Baby daddy (Unsplash)

In Irish college, there were boys everywhere. It was terrifying but also thrilling. However, I did everything I could to avoid arousing them and spent most of my time shuffling around with my eyes on the ground, hoping no one would impregnate me.

So imagine my confusion now, almost thirty years later, when I look back at that time and remember that for the end-of-term talent show, I organised a striptease…to music. The two hundred children at the college stayed in houses for the three weeks and each one had to have an act ready for the talent show. Most houses sang songs or acted out shitty plays, but not ours, no, like a madame with her whores, every evening for three weeks, I trained the girls to sex it up. I taught them how to seductively remove their belts and crack them like whips before discarding them like unwanted lingerie in front of the boys and girls who sat watching, cross-legged in the hall. Then, upon my command, they slowly pulled their jeans down, teasing the ten-year-olds with their sexual prowess, to reveal the name of the college written on a page on their arses (they had shorts on underneath).

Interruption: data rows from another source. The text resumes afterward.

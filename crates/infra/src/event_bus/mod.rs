//! Infrastructure broker implementations.
//!
//! The broker abstraction lives in `shelfsync-events` as pure mechanics.
//! This module provides infrastructure-backed implementations (e.g. Redis).

#[cfg(feature = "redis")]
pub mod redis_streams;

#[cfg(feature = "redis")]
pub use redis_streams::RedisStreamsBroker;
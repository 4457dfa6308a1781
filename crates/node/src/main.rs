use anyhow::Context;
use shelfsync_infra::ReplicationConfig;

#[tokio::main]
async fn main() -> anyhow::Result<()> {
    shelfsync_observability::init();

    let config = ReplicationConfig::from_env().context("reading replication config")?;
    let node = shelfsync_node::app::Node::build(config).await?;

    node.start().await?;
    tracing::info!(role = %node.role(), "replication node running, ctrl-c to stop");

    tokio::signal::ctrl_c().await.context("waiting for ctrl-c")?;
    tracing::info!("shutdown requested");

    node.stop().await
}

Who knows what was going to happen next, I don’t remember, perhaps full nudity and a lap dance for the youngest member of the audience. The show got shut down before anyone could find out. The college principal, Sean Mor stormed the stage waving his hands and screaming, “STOP E SIN, ANOIS!” His face was puce with rage. He bustled us girls into a back room and barked, “What would your mothers’ say?” To which I remember thinking that mine would have been quite impressed. I didn’t, after all, see anything in the least bit inappropriate about the striptease and was baffled at the fuss he was making.

I love to think of the children in the audience when they went home and told their parents about the talent show. “There was a boy who played the guitar, a girl who said a poem and then a group of prostitutes came out and took their clothes off.” I don’t love, however, to think of the volume of semen that I may have inadvertently caused the generation of that day, there wouldn’t have been a safe chair in sight.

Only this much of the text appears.